Erst der Fall Litwinenko im Jahr 2006, jetzt Skripal: Die britische Regierung ist überzeugt davon, dass der Kreml Ex-Agenten töten lässt. Auch die Aussage eines Hamburger Zeugen wies darauf hin, doch die deutsche Justiz glaubte ihm nicht.

Von Georg Mascolo, München

Das Leben des Dmitrij Wadimowitsch Kowtun, kurz: Dima, wie seine Freunde ihn nennen, würde wohl selbst fantasiebegabte Romanautoren an ihre Grenzen führen. Der Absolvent einer Militärakademie und Offizier der Sowjetarmee desertierte 1992 im mecklenburgischen Parchim, um nicht in den Krieg nach Tschetschenien zu müssen. Er schlug sich nach Hamburg durch, beantragte Asyl, arbeitete als Kellner und Tellerwäscher und träumte davon, so erzählte es seine frühere Ehefrau, ein Pornostar zu werden. Daraus wurde nichts.
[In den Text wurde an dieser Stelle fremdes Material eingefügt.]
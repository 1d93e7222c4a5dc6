use super::*;

#[test]
fn numeric_code_mapping() {
    assert_eq!(AuthzError::user_not_found("alice@app").code(), 11);
    assert_eq!(AuthzError::role_not_found("admin@app").code(), 31);
    assert_eq!(AuthzError::no_match("nothing").code(), 47);
    assert_eq!(AuthzError::duplicate_key("dup").code(), 11000);
    assert_eq!(AuthzError::ns_exists("x.y").code(), 48);
    assert_eq!(AuthzError::ns_not_found("x.y").code(), 26);
    assert_eq!(AuthzError::parse("bad").code(), 9);
    assert_eq!(AuthzError::bad_value("bad").code(), 2);
}

#[test]
fn display_carries_code_and_message() {
    let e = AuthzError::user_not_found("Could not find user alice@app");
    assert_eq!(e.to_string(), "user_not_found: Could not find user alice@app");
    assert_eq!(e.code_str(), "user_not_found");
    assert_eq!(e.message(), "Could not find user alice@app");
}

#[test]
fn not_found_family() {
    assert!(AuthzError::user_not_found("u").is_not_found());
    assert!(AuthzError::role_not_found("r").is_not_found());
    assert!(AuthzError::no_match("q").is_not_found());
    assert!(!AuthzError::duplicate_key("k").is_not_found());
    assert!(!AuthzError::storage("disk").is_not_found());
}

#[test]
fn anyhow_maps_to_storage_verbatim() {
    let e: AuthzError = anyhow::anyhow!("disk full").into();
    assert_eq!(e, AuthzError::storage("disk full"));
}

#[test]
fn serializes_as_tagged_enum() {
    let v = serde_json::to_value(AuthzError::role_not_found("r@db")).unwrap();
    assert_eq!(v["type"], "role_not_found");
    assert_eq!(v["message"], "r@db");
}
Stattdessen soll Kowtun auf Anweisung höchster Stellen im Kreml als Auftragsmörder des russischen Geheimdienstes operiert haben - davon ist jedenfalls die britische Regierung überzeugt. Kowtun wird per Haftbefehl gesucht, gemeinsam mit dem heutigen russischen Parlamentsabgeordneten Andrej Lugowoi soll er im November 2006 in einem Londoner Hotel den früheren russischen Geheimagenten Alexander Litwinenko vergiftet haben. In einer Teekanne fanden sich später Spuren des radioaktiven Elements Polonium 210. Auf den Straßen Londons "habe ein kleiner Nuklearschlag" stattgefunden, erklärten britische Abgeordnete.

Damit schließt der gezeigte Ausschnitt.